4 reasons to use TUNR instead of RNAi for your next gene knockdown experiment
TUNR is a new gene editing technology that works with CRISPR-Cas9 to allow for controlled gene knockdown. Insertion of strings of adenine nucleotides (poly A tracks) into the coding region of a gene results in a proportional level of knockdown—long polyA tracks produce a strong knockdown of gene expression, whereas shorter polyA tracks generate a more modest effect.
RNA interference (RNAi) is a technology similar to TUNR in that it causes gene knockdown. RNAi has limitations, however, and here are the top 4 reasons to use TUNR instead of RNAi:
TUNR generates multiple predictable levels of knockdown
Small interfering- and short hairpin RNAs (si- and shRNA, respectively) generate unpredictable levels of knockdown. To achieve a specific level of knockdown with si- and shRNA, multiple constructs (sometimes dozens!) must be tested in a trial-and-error methodology to find useable reagents. TUNR is much more predictable- the longer the poly-Lysine track, the greater the knockdown.
Knockdown by TUNR is permanent and heritable
The effects of siRNA are transient—the siRNA is active, and then degraded and removed from the cell, allowing expression levels of the target gene to return to normal. Stable cell lines can be generated with shRNA, however this is the result of random integration of the shRNA into the genome with the potential to disrupt another gene. Additionally, expression levels of the shRNA may change over time, and must be monitored.
TUNR, however, results in knockdown that is permanent, stable, and heritable. The TUNR sequence is integrated in a targeted fashion, directly into the endogenous gene. As such, fluctuations in copy number are rare, and expression is stable and heritable.
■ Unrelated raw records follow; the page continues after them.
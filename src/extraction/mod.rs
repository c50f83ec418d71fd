//! Symbol extraction framework.
//!
//! One [`LanguageExtractor`] per language turns a parsed file into symbols,
//! relationships, and inferred types. Extractors are stateless: everything a
//! single extraction needs lives in the [`ExtractionContext`] passed in, so one
//! extractor instance serves any number of concurrent files.

pub mod context;
pub mod languages;
pub mod modifiers;
pub mod parser_pool;
pub mod recovery;
pub mod registry;
pub mod resolve;
pub mod walker;

use std::collections::HashMap;

use tree_sitter::Tree;

use crate::symbol::{Relationship, Symbol, SymbolId};

pub use context::{ExtractionContext, ExtractionDiagnostic, NodeKey};
pub use modifiers::{classify_modifiers, ModifierRule, ModifierTable};
pub use parser_pool::ParserPool;
pub use recovery::RecoveryPattern;
pub use registry::ExtractorRegistry;
pub use walker::{NodeVisitor, Scope, Visit};

/// Everything extracted from one file
#[derive(Debug, Clone, Default)]
pub struct FileExtraction {
    pub symbols: Vec<Symbol>,
    pub relationships: Vec<Relationship>,
    pub types: HashMap<SymbolId, String>,
    pub diagnostics: Vec<ExtractionDiagnostic>,
}

impl FileExtraction {
    pub fn recovered_count(&self) -> usize {
        self.symbols.iter().filter(|s| s.is_recovered()).count()
    }

    pub fn skipped_count(&self) -> usize {
        self.diagnostics
            .iter()
            .filter(|d| matches!(d, ExtractionDiagnostic::NodeSkipped { .. }))
            .count()
    }
}

/// Contract every language module implements.
pub trait LanguageExtractor: Send + Sync {
    /// Language tag this extractor is registered under (e.g. "python").
    fn language_id(&self) -> &'static str;

    /// Produce the file's symbols in one depth-first pass.
    ///
    /// A node that fails to classify is skipped along with its subtree and
    /// recorded in `ctx`; its siblings are still visited.
    fn extract_symbols(&self, tree: &Tree, ctx: &mut ExtractionContext<'_>) -> Vec<Symbol>;

    /// Resolve call, inheritance, import, and containment edges against
    /// `symbols` from the same file.
    fn extract_relationships(
        &self,
        tree: &Tree,
        symbols: &[Symbol],
        ctx: &mut ExtractionContext<'_>,
    ) -> Vec<Relationship>;

    /// Derive a type string per symbol from its metadata alone.
    fn infer_types(&self, symbols: &[Symbol]) -> HashMap<SymbolId, String> {
        infer_types_from_metadata(symbols)
    }

    fn modifier_table(&self) -> &ModifierTable;

    /// Text patterns for the error-region fallback stage
    fn recovery_patterns(&self) -> &[RecoveryPattern] {
        &[]
    }

    /// Run all stages: symbols, recovery, relationships, types.
    fn extract(&self, tree: &Tree, ctx: &mut ExtractionContext<'_>) -> FileExtraction {
        let mut symbols = self.extract_symbols(tree, ctx);
        recovery::recover_error_regions(tree, &mut symbols, self.recovery_patterns(), ctx);
        let relationships = self.extract_relationships(tree, &symbols, ctx);
        let types = self.infer_types(&symbols);

        FileExtraction {
            symbols,
            relationships,
            types,
            diagnostics: ctx.take_diagnostics(),
        }
    }
}

/// `returnType` for callables, `type` for everything that declares one,
/// and the type's own name for type declarations.
pub fn infer_types_from_metadata(symbols: &[Symbol]) -> HashMap<SymbolId, String> {
    let mut types = HashMap::new();
    for symbol in symbols {
        let inferred = if symbol.kind.is_callable() {
            symbol.meta_str("returnType").map(str::to_string)
        } else if symbol.kind.is_type() {
            Some(symbol.name.clone())
        } else {
            symbol.meta_str("type").map(str::to_string)
        };
        if let Some(inferred) = inferred.filter(|t| !t.is_empty()) {
            types.insert(symbol.id.clone(), inferred);
        }
    }
    types
}

/// Collapse runs of whitespace into single spaces
pub(crate) fn collapse_whitespace(text: &str) -> String {
    text.split_whitespace().collect::<Vec<_>>().join(" ")
}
TUNR has few off target effects
Off target effects of sh- and siRNA are well documented—mismatches are tolerated and can lead to knockdown of genes other than the target gene that have some degree of complement with the siRNA. In order to be certain the observed phenotype is not due to off target activity, researchers will commonly utilize two or three siRNAs to the same target. Additionally, transfection alone can cause the induction or repression of other genes, and may also generate an immune response. Lastly, random integration of shRNA may result in disruption of off target genes.
These problems are avoided with TUNR. TUNR relies on disruption of translation induced by the inserted polyA tracks, and therefore hybridization with incorrect targets is not of issue. Additionally, insertion of TUNR sequences is done in a controlled and targeted manner, and sequencing is performed to demonstrate proper insertion—disruption of off target genes via random insertion is again not of issue. Lastly, transfection effects and immunogenicity are not of concern as the TUNR effect is not transient and the cells can be allowed to normalize following TUNR insertion.
TUNR expression is intrinsically linked with gene target expression
Expression of shRNA constructs is dependent on the promoter driving the shRNA. Some commonly used promoters suffer from weak expression in certain cell types—e.g. CMV expresses poorly in neuronal cells.
Conversely, TUNR is driven off the same promoter driving the endogenous target gene. This ensures TUNR activity in relevant cell types.